- [Goal of the exercise] Wherever "PhysicianCommands" occurs in the entries, copy the line that holds it.
Records for processing below:
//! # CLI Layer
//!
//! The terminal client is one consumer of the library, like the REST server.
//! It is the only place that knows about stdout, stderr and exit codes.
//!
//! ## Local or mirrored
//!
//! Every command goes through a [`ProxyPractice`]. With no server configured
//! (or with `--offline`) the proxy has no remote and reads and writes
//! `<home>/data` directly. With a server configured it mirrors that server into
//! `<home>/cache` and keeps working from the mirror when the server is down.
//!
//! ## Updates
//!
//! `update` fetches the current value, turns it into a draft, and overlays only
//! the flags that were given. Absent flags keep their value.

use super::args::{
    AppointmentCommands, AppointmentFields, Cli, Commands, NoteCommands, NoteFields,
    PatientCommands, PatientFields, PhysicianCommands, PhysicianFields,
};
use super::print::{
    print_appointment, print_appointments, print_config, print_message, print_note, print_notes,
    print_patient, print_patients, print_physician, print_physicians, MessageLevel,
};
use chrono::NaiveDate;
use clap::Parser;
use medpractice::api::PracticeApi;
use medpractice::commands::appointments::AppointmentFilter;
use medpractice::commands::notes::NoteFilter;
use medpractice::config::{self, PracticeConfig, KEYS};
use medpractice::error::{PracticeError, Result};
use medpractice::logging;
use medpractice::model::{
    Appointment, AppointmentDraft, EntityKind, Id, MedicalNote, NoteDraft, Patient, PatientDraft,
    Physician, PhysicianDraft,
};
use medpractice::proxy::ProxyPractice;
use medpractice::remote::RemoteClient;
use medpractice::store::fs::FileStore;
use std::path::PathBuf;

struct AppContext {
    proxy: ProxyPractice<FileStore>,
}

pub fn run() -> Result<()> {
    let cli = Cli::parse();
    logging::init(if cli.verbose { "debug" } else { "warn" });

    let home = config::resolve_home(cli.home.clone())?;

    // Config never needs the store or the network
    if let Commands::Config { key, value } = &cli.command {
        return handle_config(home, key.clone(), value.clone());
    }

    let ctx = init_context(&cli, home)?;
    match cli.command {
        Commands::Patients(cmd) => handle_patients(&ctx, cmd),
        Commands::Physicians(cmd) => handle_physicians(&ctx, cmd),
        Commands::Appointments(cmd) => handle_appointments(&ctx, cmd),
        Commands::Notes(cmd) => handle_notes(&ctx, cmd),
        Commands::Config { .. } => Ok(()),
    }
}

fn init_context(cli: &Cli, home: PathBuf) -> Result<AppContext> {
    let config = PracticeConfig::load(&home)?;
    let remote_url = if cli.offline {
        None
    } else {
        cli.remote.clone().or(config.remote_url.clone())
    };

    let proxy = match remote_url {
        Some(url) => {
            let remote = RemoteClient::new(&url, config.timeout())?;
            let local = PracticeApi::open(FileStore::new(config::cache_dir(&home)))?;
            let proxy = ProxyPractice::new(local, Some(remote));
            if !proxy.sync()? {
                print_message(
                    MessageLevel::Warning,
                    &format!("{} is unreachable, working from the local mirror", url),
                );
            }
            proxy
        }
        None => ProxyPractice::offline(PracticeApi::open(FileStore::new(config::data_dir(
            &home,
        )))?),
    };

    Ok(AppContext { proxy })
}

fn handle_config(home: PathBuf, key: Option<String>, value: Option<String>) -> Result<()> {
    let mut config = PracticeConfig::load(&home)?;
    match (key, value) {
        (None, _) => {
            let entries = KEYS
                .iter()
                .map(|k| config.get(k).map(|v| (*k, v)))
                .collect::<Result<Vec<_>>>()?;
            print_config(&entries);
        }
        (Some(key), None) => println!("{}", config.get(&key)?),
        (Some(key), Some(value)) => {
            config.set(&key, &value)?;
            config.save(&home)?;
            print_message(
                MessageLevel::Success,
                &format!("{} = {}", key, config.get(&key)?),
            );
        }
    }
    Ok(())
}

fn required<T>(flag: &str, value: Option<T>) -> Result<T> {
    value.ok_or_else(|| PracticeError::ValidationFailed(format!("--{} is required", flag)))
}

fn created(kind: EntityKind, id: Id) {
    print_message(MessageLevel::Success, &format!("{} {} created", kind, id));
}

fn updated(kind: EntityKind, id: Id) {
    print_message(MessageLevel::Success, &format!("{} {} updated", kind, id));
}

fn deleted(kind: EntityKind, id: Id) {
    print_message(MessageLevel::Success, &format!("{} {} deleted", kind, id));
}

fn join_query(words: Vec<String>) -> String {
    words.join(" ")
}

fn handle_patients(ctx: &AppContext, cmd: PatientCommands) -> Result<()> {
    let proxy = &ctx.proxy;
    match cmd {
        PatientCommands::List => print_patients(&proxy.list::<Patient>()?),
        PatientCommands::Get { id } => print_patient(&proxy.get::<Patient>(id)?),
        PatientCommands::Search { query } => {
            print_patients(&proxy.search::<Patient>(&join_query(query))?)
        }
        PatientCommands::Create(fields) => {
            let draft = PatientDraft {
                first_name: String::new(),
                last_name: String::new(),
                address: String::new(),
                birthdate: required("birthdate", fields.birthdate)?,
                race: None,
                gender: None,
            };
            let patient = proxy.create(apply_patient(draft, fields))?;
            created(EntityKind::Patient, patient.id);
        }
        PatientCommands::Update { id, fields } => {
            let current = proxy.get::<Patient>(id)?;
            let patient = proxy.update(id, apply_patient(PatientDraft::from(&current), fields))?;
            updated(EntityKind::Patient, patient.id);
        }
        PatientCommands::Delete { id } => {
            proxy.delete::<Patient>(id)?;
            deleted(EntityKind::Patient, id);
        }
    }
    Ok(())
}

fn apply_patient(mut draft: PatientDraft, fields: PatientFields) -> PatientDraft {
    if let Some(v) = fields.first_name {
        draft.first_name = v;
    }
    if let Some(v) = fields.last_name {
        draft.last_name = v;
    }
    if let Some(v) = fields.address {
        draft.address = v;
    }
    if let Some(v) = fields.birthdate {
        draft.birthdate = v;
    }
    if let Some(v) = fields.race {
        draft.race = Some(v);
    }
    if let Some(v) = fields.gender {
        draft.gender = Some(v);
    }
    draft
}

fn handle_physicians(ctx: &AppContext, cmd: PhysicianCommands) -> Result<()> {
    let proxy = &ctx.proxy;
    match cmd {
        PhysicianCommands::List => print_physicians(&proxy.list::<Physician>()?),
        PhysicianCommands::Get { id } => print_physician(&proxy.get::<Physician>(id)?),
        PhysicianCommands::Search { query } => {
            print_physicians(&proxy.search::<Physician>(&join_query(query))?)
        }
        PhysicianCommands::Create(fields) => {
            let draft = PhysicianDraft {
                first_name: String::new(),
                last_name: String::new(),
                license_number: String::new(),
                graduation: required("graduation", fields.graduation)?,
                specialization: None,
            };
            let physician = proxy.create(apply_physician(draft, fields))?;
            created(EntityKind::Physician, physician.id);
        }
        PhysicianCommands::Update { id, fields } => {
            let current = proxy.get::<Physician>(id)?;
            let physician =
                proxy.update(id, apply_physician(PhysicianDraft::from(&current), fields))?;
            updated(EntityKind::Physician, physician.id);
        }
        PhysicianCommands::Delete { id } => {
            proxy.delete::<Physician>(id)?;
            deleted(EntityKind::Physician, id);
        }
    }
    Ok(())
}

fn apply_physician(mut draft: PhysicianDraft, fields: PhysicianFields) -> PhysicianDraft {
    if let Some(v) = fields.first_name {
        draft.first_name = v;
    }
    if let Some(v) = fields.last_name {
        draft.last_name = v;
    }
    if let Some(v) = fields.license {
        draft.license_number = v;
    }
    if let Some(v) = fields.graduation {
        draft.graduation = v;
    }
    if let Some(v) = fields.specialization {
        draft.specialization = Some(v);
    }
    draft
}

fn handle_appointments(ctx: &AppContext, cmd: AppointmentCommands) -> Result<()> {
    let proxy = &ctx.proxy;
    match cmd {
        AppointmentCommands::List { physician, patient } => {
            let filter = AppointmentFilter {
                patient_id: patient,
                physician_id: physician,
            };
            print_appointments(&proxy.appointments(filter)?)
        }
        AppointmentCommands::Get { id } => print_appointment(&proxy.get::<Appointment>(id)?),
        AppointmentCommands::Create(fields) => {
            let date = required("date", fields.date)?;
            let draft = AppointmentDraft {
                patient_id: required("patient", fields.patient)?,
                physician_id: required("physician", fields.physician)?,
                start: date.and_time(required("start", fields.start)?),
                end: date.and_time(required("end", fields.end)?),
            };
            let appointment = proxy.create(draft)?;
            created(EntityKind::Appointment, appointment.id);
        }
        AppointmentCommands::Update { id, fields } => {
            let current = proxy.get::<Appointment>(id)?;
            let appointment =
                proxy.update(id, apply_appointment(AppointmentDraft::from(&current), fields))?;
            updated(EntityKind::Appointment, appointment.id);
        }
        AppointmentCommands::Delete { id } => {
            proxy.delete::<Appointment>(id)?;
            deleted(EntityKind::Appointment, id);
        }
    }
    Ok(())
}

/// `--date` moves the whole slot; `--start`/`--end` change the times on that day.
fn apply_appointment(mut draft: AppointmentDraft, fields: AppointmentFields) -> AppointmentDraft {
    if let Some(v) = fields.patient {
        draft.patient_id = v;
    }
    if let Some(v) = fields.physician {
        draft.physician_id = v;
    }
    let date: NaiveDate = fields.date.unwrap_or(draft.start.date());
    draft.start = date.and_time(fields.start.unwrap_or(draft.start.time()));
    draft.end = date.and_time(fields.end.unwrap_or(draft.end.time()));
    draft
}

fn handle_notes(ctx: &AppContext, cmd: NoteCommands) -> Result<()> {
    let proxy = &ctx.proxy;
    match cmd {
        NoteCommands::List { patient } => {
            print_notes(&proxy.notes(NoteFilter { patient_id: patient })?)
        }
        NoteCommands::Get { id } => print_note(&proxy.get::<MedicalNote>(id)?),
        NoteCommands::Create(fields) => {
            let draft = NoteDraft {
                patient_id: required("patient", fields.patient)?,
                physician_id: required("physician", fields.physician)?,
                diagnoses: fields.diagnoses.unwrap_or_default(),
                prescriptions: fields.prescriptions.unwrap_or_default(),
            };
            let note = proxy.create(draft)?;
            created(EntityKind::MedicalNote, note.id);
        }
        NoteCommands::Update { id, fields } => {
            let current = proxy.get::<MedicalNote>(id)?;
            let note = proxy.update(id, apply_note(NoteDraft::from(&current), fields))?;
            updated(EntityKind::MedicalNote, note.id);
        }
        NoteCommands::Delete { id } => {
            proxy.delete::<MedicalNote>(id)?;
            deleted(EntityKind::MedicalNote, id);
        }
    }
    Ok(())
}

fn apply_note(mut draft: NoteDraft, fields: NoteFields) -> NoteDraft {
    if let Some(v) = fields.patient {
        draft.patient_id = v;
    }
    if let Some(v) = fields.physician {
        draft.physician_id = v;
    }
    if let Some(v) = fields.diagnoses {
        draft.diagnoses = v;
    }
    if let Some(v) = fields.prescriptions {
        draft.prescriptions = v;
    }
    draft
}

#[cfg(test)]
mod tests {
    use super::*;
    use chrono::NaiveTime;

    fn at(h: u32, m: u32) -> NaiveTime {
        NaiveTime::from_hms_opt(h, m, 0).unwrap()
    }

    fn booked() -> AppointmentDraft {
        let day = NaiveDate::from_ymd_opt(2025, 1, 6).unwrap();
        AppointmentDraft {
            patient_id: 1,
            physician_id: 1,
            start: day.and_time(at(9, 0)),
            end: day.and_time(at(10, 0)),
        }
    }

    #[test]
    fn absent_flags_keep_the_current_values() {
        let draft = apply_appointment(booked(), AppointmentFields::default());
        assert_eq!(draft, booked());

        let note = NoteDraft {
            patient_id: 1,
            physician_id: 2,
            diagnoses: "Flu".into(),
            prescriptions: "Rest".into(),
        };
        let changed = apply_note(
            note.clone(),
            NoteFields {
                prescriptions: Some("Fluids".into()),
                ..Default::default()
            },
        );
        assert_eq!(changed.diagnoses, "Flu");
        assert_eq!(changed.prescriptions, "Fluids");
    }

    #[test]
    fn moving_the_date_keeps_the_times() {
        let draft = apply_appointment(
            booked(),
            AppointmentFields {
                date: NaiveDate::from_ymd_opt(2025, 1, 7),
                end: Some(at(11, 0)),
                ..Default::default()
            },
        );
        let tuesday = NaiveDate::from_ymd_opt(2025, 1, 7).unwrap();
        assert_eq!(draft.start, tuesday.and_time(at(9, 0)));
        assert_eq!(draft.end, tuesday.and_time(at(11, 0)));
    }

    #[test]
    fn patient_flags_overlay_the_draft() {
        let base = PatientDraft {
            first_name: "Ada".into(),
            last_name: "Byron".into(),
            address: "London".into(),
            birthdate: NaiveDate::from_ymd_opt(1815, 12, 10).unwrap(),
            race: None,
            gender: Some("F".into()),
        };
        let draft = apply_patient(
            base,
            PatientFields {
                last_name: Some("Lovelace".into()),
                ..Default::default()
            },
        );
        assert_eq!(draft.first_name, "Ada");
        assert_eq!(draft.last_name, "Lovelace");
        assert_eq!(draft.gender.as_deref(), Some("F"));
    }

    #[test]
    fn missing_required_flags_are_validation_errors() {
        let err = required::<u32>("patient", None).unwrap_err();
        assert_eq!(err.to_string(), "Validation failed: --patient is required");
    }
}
End of Records for processing.
- [Response box]
    PatientCommands, PatientFields, PhysicianCommands, PhysicianFields,
fn handle_physicians(ctx: &AppContext, cmd: PhysicianCommands) -> Result<()> {
        PhysicianCommands::List => print_physicians(&proxy.list::<Physician>()?),
        PhysicianCommands::Get { id } => print_physician(&proxy.get::<Physician>(id)?),
        PhysicianCommands::Search { query } => {
        PhysicianCommands::Create(fields) => {
        PhysicianCommands::Update { id, fields } => {
        PhysicianCommands::Delete { id } => {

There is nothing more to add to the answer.